Nounou, Malinche, même combat
Cette forclusion se traduit par une invisibilisation du travail des nourrices dans les livres d’histoires les plus lus. Il existe pourtant des auteurs comme Gilberto Freyre, un auteur emblématique dont les études discutées ont depuis fait autorité, qui aborde la question pour mieux démontrer la sensualité de l’éducation de ces enfants qui amènerait un allégement de la douleur, de l’esclavage, toutes choses que Segato réfute avec force. En effet, l’auteure combat sa vision de la société brésilienne comme celle d’un creuset (comparable au melting pot à l’américaine ? Il faudrait le discuter) ou d’une terre de conciliation culturelle.

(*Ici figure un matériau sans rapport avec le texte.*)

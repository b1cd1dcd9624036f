mod common;

use anyhow::Result;
use common::*;
use mealwallet::application::{AppError, ServiceOptions};
use mealwallet::domain::{
    ConsumptionEntry, ConsumptionUpdate, MealSelection, MealSlot, PricingPolicy, TransactionKind,
};

#[tokio::test]
async fn test_record_charges_the_wallet() -> Result<()> {
    let (service, _temp) = test_service().await?;
    let customer = open_customer(&service, "Asha").await?;
    service.recharge(customer.id, 50000, None).await?;

    let outcome = service
        .record_consumption(standard_lunch(customer.id, date("2024-03-02")))
        .await?;

    assert_eq!(outcome.record.total_cost, 7650);
    assert_eq!(outcome.balance, 42350);

    let charge = outcome.transaction.expect("delivery charge written");
    assert_eq!(charge.kind, TransactionKind::DeliveryCharge);
    assert_eq!(charge.amount, 7650);
    assert_eq!(charge.balance_after, Some(42350));
    assert_eq!(charge.consumption_id, Some(outcome.record.id));

    assert_eq!(service.get_account(customer.id).await?.balance, 42350);
    let stored = service.get_consumption(outcome.record.id).await?;
    assert_eq!(stored.selection, outcome.record.selection);
    assert_eq!(stored.total_cost, 7650);

    Ok(())
}

#[tokio::test]
async fn test_balance_may_go_negative() -> Result<()> {
    let (service, _temp) = test_service().await?;
    let customer = open_customer(&service, "Asha").await?;

    let outcome = service
        .record_consumption(standard_lunch(customer.id, date("2024-03-02")))
        .await?;

    assert_eq!(outcome.balance, -7650);
    Ok(())
}

#[tokio::test]
async fn test_upgrade_to_premium_charges_the_difference() -> Result<()> {
    let (service, _temp) = test_service().await?;
    let customer = open_customer(&service, "Asha").await?;
    service.recharge(customer.id, 50000, None).await?;
    let created = service
        .record_consumption(standard_lunch(customer.id, date("2024-03-02")))
        .await?;

    let outcome = service
        .update_consumption(
            created.record.id,
            ConsumptionUpdate {
                meal_slot: MealSlot::Lunch,
                selection: MealSelection::premium("Biryani").with_extras(2, 1),
            },
        )
        .await?;

    // 120.00 + 20.00 + 4.00
    assert_eq!(outcome.record.total_cost, 14400);
    let adjustment = outcome.transaction.expect("adjustment written");
    assert_eq!(adjustment.kind, TransactionKind::AdjustmentCharge);
    assert_eq!(adjustment.amount, 6750);
    assert_eq!(outcome.balance, 35600);
    assert_eq!(
        service.get_consumption(created.record.id).await?.selection.dish_name,
        Some("Biryani".to_string())
    );

    Ok(())
}

#[tokio::test]
async fn test_upgrade_with_premium_at_124() -> Result<()> {
    let options = ServiceOptions {
        pricing: PricingPolicy {
            premium_meal: 12400,
            ..PricingPolicy::default()
        },
        ..ServiceOptions::default()
    };
    let (service, _temp) = test_service_with(options).await?;
    let customer = open_customer(&service, "Asha").await?;
    service.recharge(customer.id, 50000, None).await?;
    let created = service
        .record_consumption(standard_lunch(customer.id, date("2024-03-02")))
        .await?;
    assert_eq!(created.balance, 42350);

    let outcome = service
        .update_consumption(
            created.record.id,
            ConsumptionUpdate {
                meal_slot: MealSlot::Lunch,
                selection: MealSelection::premium("Biryani").with_extras(2, 1),
            },
        )
        .await?;

    assert_eq!(outcome.record.total_cost, 14800);
    assert_eq!(outcome.transaction.map(|t| t.amount), Some(7150));
    assert_eq!(outcome.balance, 35200);
    Ok(())
}

#[tokio::test]
async fn test_downgrade_refunds_the_difference() -> Result<()> {
    let (service, _temp) = test_service().await?;
    let customer = open_customer(&service, "Asha").await?;
    let created = service
        .record_consumption(ConsumptionEntry {
            customer_id: customer.id,
            service_date: date("2024-03-02"),
            meal_slot: MealSlot::Dinner,
            selection: MealSelection::premium("Fish curry"),
        })
        .await?;
    assert_eq!(created.balance, -12000);

    let outcome = service
        .update_consumption(
            created.record.id,
            ConsumptionUpdate {
                meal_slot: MealSlot::Dinner,
                selection: MealSelection::main_meal(),
            },
        )
        .await?;

    let refund = outcome.transaction.expect("adjustment written");
    assert_eq!(refund.kind, TransactionKind::AdjustmentRefund);
    assert_eq!(refund.amount, 6750);
    assert_eq!(outcome.balance, -5250);
    Ok(())
}

#[tokio::test]
async fn test_identical_update_writes_no_transaction() -> Result<()> {
    let (service, _temp) = test_service().await?;
    let customer = open_customer(&service, "Asha").await?;
    service.recharge(customer.id, 50000, None).await?;
    let created = service
        .record_consumption(standard_lunch(customer.id, date("2024-03-02")))
        .await?;
    let before = service.list_transactions(customer.id).await?.len();

    let outcome = service
        .update_consumption(
            created.record.id,
            ConsumptionUpdate {
                meal_slot: created.record.meal_slot,
                selection: created.record.selection.clone(),
            },
        )
        .await?;

    assert!(outcome.transaction.is_none());
    assert_eq!(outcome.balance, 42350);
    assert_eq!(service.list_transactions(customer.id).await?.len(), before);
    Ok(())
}

#[tokio::test]
async fn test_slot_change_at_same_cost_only_updates_record() -> Result<()> {
    let (service, _temp) = test_service().await?;
    let customer = open_customer(&service, "Asha").await?;
    let created = service
        .record_consumption(standard_lunch(customer.id, date("2024-03-02")))
        .await?;

    let outcome = service
        .update_consumption(
            created.record.id,
            ConsumptionUpdate {
                meal_slot: MealSlot::Dinner,
                selection: created.record.selection.clone(),
            },
        )
        .await?;

    assert!(outcome.transaction.is_none());
    assert_eq!(
        service.get_consumption(created.record.id).await?.meal_slot,
        MealSlot::Dinner
    );
    assert_eq!(service.list_transactions(customer.id).await?.len(), 1);
    Ok(())
}

#[tokio::test]
async fn test_create_then_delete_restores_balance() -> Result<()> {
    let (service, _temp) = test_service().await?;
    let customer = open_customer(&service, "Asha").await?;
    service.recharge(customer.id, 50000, None).await?;

    let created = service
        .record_consumption(standard_lunch(customer.id, date("2024-03-02")))
        .await?;
    let deleted = service.delete_consumption(created.record.id).await?;

    let refund = deleted.transaction.expect("refund written");
    assert_eq!(refund.kind, TransactionKind::Refund);
    assert_eq!(refund.amount, 7650);
    assert_eq!(deleted.balance, 50000);
    assert_eq!(service.get_account(customer.id).await?.balance, 50000);
    assert_eq!(service.recorder().count_for_customer(customer.id).await?, 0);

    let err = service.get_consumption(created.record.id).await.unwrap_err();
    assert!(matches!(err, AppError::RecordNotFound(_)));
    Ok(())
}

#[tokio::test]
async fn test_delete_refunds_the_updated_cost() -> Result<()> {
    let (service, _temp) = test_service().await?;
    let customer = open_customer(&service, "Asha").await?;
    let created = service
        .record_consumption(standard_lunch(customer.id, date("2024-03-02")))
        .await?;
    service
        .update_consumption(
            created.record.id,
            ConsumptionUpdate {
                meal_slot: MealSlot::Lunch,
                selection: MealSelection::extras_only(1, 0),
            },
        )
        .await?;

    let deleted = service.delete_consumption(created.record.id).await?;
    assert_eq!(deleted.record.total_cost, 1000);
    assert_eq!(deleted.balance, 0);
    Ok(())
}

#[tokio::test]
async fn test_zero_cost_record_touches_no_ledger() -> Result<()> {
    let (service, _temp) = test_service().await?;
    let customer = open_customer(&service, "Asha").await?;

    let created = service
        .record_consumption(ConsumptionEntry {
            customer_id: customer.id,
            service_date: date("2024-03-02"),
            meal_slot: MealSlot::Breakfast,
            selection: MealSelection::extras_only(0, 0),
        })
        .await?;
    assert_eq!(created.record.total_cost, 0);
    assert!(created.transaction.is_none());

    let deleted = service.delete_consumption(created.record.id).await?;
    assert!(deleted.transaction.is_none());
    assert!(service.list_transactions(customer.id).await?.is_empty());
    assert_eq!(service.get_account(customer.id).await?.balance, 0);
    Ok(())
}

#[tokio::test]
async fn test_missing_rows_are_rejected_without_effect() -> Result<()> {
    let (service, _temp) = test_service().await?;
    let customer = open_customer(&service, "Asha").await?;
    let ghost = uuid::Uuid::new_v4();

    let err = service
        .record_consumption(standard_lunch(ghost, date("2024-03-02")))
        .await
        .unwrap_err();
    assert!(matches!(err, AppError::AccountNotFound(id) if id == ghost));
    assert!(
        service
            .list_consumption_for_date(date("2024-03-02"), None)
            .await?
            .is_empty()
    );

    let err = service.delete_consumption(ghost).await.unwrap_err();
    assert!(matches!(err, AppError::RecordNotFound(_)));

    let err = service
        .update_consumption(
            ghost,
            ConsumptionUpdate {
                meal_slot: MealSlot::Lunch,
                selection: MealSelection::main_meal(),
            },
        )
        .await
        .unwrap_err();
    assert!(matches!(err, AppError::RecordNotFound(_)));

    assert_eq!(service.get_account(customer.id).await?.balance, 0);
    Ok(())
}

#[tokio::test]
async fn test_overflowing_extras_are_invalid() -> Result<()> {
    let options = ServiceOptions {
        pricing: PricingPolicy {
            extra_rice: i64::MAX / 2,
            ..PricingPolicy::default()
        },
        ..ServiceOptions::default()
    };
    let (service, _temp) = test_service_with(options).await?;
    let customer = open_customer(&service, "Asha").await?;

    let err = service
        .record_consumption(ConsumptionEntry {
            customer_id: customer.id,
            service_date: date("2024-03-02"),
            meal_slot: MealSlot::Lunch,
            selection: MealSelection::extras_only(3, 0),
        })
        .await
        .unwrap_err();

    assert!(matches!(err, AppError::InvalidAmount(_)));
    assert_eq!(service.recorder().count_for_customer(customer.id).await?, 0);
    Ok(())
}

#[tokio::test]
async fn test_daily_sheet_groups_by_customer() -> Result<()> {
    let (service, _temp) = test_service().await?;
    let ravi = open_customer(&service, "Ravi").await?;
    let asha = open_customer(&service, "Asha").await?;
    let day = date("2024-03-02");

    service.record_consumption(standard_lunch(ravi.id, day)).await?;
    service.record_consumption(standard_lunch(asha.id, day)).await?;
    service
        .record_consumption(ConsumptionEntry {
            meal_slot: MealSlot::Dinner,
            ..standard_lunch(asha.id, day)
        })
        .await?;
    service
        .record_consumption(standard_lunch(asha.id, date("2024-03-03")))
        .await?;

    let sheet = service.list_consumption_for_date(day, None).await?;
    let rows: Vec<(&str, MealSlot)> = sheet
        .iter()
        .map(|e| (e.customer_name.as_str(), e.record.meal_slot))
        .collect();
    assert_eq!(
        rows,
        vec![
            ("Asha", MealSlot::Dinner),
            ("Asha", MealSlot::Lunch),
            ("Ravi", MealSlot::Lunch),
        ]
    );

    let only_ravi = service.list_consumption_for_date(day, Some(ravi.id)).await?;
    assert_eq!(only_ravi.len(), 1);
    Ok(())
}

#[tokio::test]
async fn test_concurrent_debits_do_not_lose_updates() -> Result<()> {
    let (service, _temp) = test_service().await?;
    let customer = open_customer(&service, "Asha").await?;
    service.recharge(customer.id, 100000, None).await?;

    let mut handles = Vec::new();
    for day in 1..=10 {
        let service = service.clone();
        let entry = standard_lunch(customer.id, date(&format!("2024-03-{:02}", day)));
        handles.push(tokio::spawn(
            async move { service.record_consumption(entry).await },
        ));
    }
    for handle in handles {
        handle.await??;
    }

    let account = service.get_account(customer.id).await?;
    assert_eq!(account.balance, 100000 - 10 * 7650);
    assert!(service.verify_account(customer.id).await?.is_consistent());

    let mut snapshots: Vec<i64> = service
        .list_transactions(customer.id)
        .await?
        .iter()
        .filter(|t| t.kind == TransactionKind::DeliveryCharge)
        .filter_map(|t| t.balance_after)
        .collect();
    snapshots.sort();
    snapshots.dedup();
    assert_eq!(snapshots.len(), 10);
    Ok(())
}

Elle compare cette maladresse au malinchisme mexicain (pour plus de détails, il est intéressant de se reporter au travail de Anna Lanyon édité chez Payot en 2001 sous le titre Malinche, l’indienne) qui engagerait un travail opposé à la forclusion. En effet, Malinche est la mère indienne de la nation mexicaine. Pourtant, en devenant la maîtresse du conquérant espagnol Cortès en lui traduisant notamment les différents dialectes pour lui faciliter la conquête du territoire, elle serait devenue la traîtresse, la maudite.
Cette invisibilisation dénote une volonté d’éviter à tout prix une contamination de l’enfant avec du « lait mercenaire » d’un sein noir pour lui donner du bon « lait gratuit » provenant d’un sein blanc. Les termes utilisés dans la phrase précédente (même par des universitaires féministes les utilisant sans sourciller) prouvent bien la faible frontière séparant racisme et sexisme analysée par Elsa Dorlin dans son ouvrage, La Matrice de la race, publié en 2006 à La Découverte.

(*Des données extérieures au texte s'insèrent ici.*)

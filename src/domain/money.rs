use thiserror::Error;

/// Money is represented as integer cents (paise) so that costs, refunds and
/// adjustments add up exactly. 52.50 is stored as 5250.
pub type Cents = i64;

/// Format cents as a human-readable amount.
/// Example: 7650 -> "76.50", -1234 -> "-12.34"
pub fn format_cents(cents: Cents) -> String {
    let sign = if cents < 0 { "-" } else { "" };
    let abs_cents = cents.unsigned_abs();
    format!("{}{}.{:02}", sign, abs_cents / 100, abs_cents % 100)
}

/// Parse a decimal string into cents.
/// Example: "76.50" -> 7650, "52.5" -> 5250, "500" -> 50000
///
/// More than two decimal places is rejected rather than truncated: an amount
/// that cannot be represented exactly must not reach the ledger.
pub fn parse_cents(input: &str) -> Result<Cents, ParseCentsError> {
    let input = input.trim();
    let (negative, digits) = match input.strip_prefix('-') {
        Some(rest) => (true, rest),
        None => (false, input),
    };

    let (units_str, fraction_str) = match digits.split_once('.') {
        Some((units, fraction)) => (units, fraction),
        None => (digits, ""),
    };

    if units_str.is_empty() && fraction_str.is_empty() {
        return Err(ParseCentsError::InvalidFormat);
    }
    if !units_str.chars().all(|c| c.is_ascii_digit())
        || !fraction_str.chars().all(|c| c.is_ascii_digit())
    {
        return Err(ParseCentsError::InvalidFormat);
    }
    if fraction_str.len() > 2 {
        return Err(ParseCentsError::TooPrecise);
    }

    let units: i64 = if units_str.is_empty() {
        0
    } else {
        units_str.parse().map_err(|_| ParseCentsError::InvalidFormat)?
    };
    let fraction: i64 = match fraction_str.len() {
        0 => 0,
        // "52.5" means fifty paise
        1 => fraction_str.parse::<i64>().map_err(|_| ParseCentsError::InvalidFormat)? * 10,
        _ => fraction_str.parse().map_err(|_| ParseCentsError::InvalidFormat)?,
    };

    let cents = units
        .checked_mul(100)
        .and_then(|c| c.checked_add(fraction))
        .ok_or(ParseCentsError::OutOfRange)?;
    Ok(if negative { -cents } else { cents })
}

#[derive(Debug, Clone, PartialEq, Eq, Error)]
pub enum ParseCentsError {
    #[error("invalid money format")]
    InvalidFormat,
    #[error("amounts support at most two decimal places")]
    TooPrecise,
    #[error("amount out of range")]
    OutOfRange,
}

#[cfg(test)]
mod tests {
    use super::*;

    #[test]
    fn test_format_cents() {
        assert_eq!(format_cents(7650), "76.50");
        assert_eq!(format_cents(5250), "52.50");
        assert_eq!(format_cents(1), "0.01");
        assert_eq!(format_cents(0), "0.00");
        assert_eq!(format_cents(-35200), "-352.00");
    }

    #[test]
    fn test_parse_cents() {
        assert_eq!(parse_cents("76.50"), Ok(7650));
        assert_eq!(parse_cents("52.5"), Ok(5250));
        assert_eq!(parse_cents("500"), Ok(50000));
        assert_eq!(parse_cents(".50"), Ok(50));
        assert_eq!(parse_cents("-4"), Ok(-400));
    }

    #[test]
    fn test_parse_cents_rejects_garbage() {
        assert_eq!(parse_cents("abc"), Err(ParseCentsError::InvalidFormat));
        assert_eq!(parse_cents("1.2.3"), Err(ParseCentsError::InvalidFormat));
        assert_eq!(parse_cents(""), Err(ParseCentsError::InvalidFormat));
        assert_eq!(parse_cents("10.999"), Err(ParseCentsError::TooPrecise));
        assert_eq!(
            parse_cents("99999999999999999999"),
            Err(ParseCentsError::InvalidFormat)
        );
    }
}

Enfin, cette invisibilisation peut se traduire par un changement symptomatique dans l’étude des portraits photographiques des enfants. Rafaela de Andrade Deiab fait une analyse très minutieuse des attitudes et des positions des nourrices par rapport aux enfants dont elles ont la garde. Pour prendre un cliché, il fallait à l’époque un temps de pose assez important. Les nourrices étaient donc sollicitées pour tenir les enfants : ceux-ci étant plus habitués à leur contact, ils étaient plus calmes dans leurs bras que dans ceux de leur mère biologique. Pourtant, le racisme/sexisme hygiéniste va aussi contaminer ces photographies : à partir de 1880, la nourrice est priée de ne plus apparaître dans le cadre, seule sa main est devinée.

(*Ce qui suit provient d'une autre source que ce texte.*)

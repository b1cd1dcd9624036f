pub mod application;
pub mod cli;
pub mod domain;
pub mod io;
pub mod settings;
pub mod storage;
pub mod telemetry;

pub use domain::*;
pub use storage::Repository;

Pour résumer ces analyses passionnantes, la mère dites « civique » (qui concentre en réalité maternité biologique et juridique), la mère bourgeoise et blanche, se fait l’instrument de la loi patriarcale (dont il ne faut pas l’oublier qu’elle en est aussi la victime) en empêchant une forme d’intimité entre la nourrice noire et son enfant. En déniant cette relation, elle transforme cette dernière en objet (et au passage traumatise son propre enfant), ce qui caractérise symptomatiquement la situation sociale du pays qui perdure encore de nos jours, comme en atteste un film récent, l'excellent Bruits de Recife (2012) de Kleber Mendonça Filho. Les controverses sur la négritude avèrent la volonté d’effacer les racines africaines du Brésil, ce qui peut enfin se percevoir dans le tableau évoqué par l’auteure dont le titre (Nhozinho no colo da mucama, date inconnue ?) a connu des changements participant à l'effacement symptomatique de l’identité de la nourrice.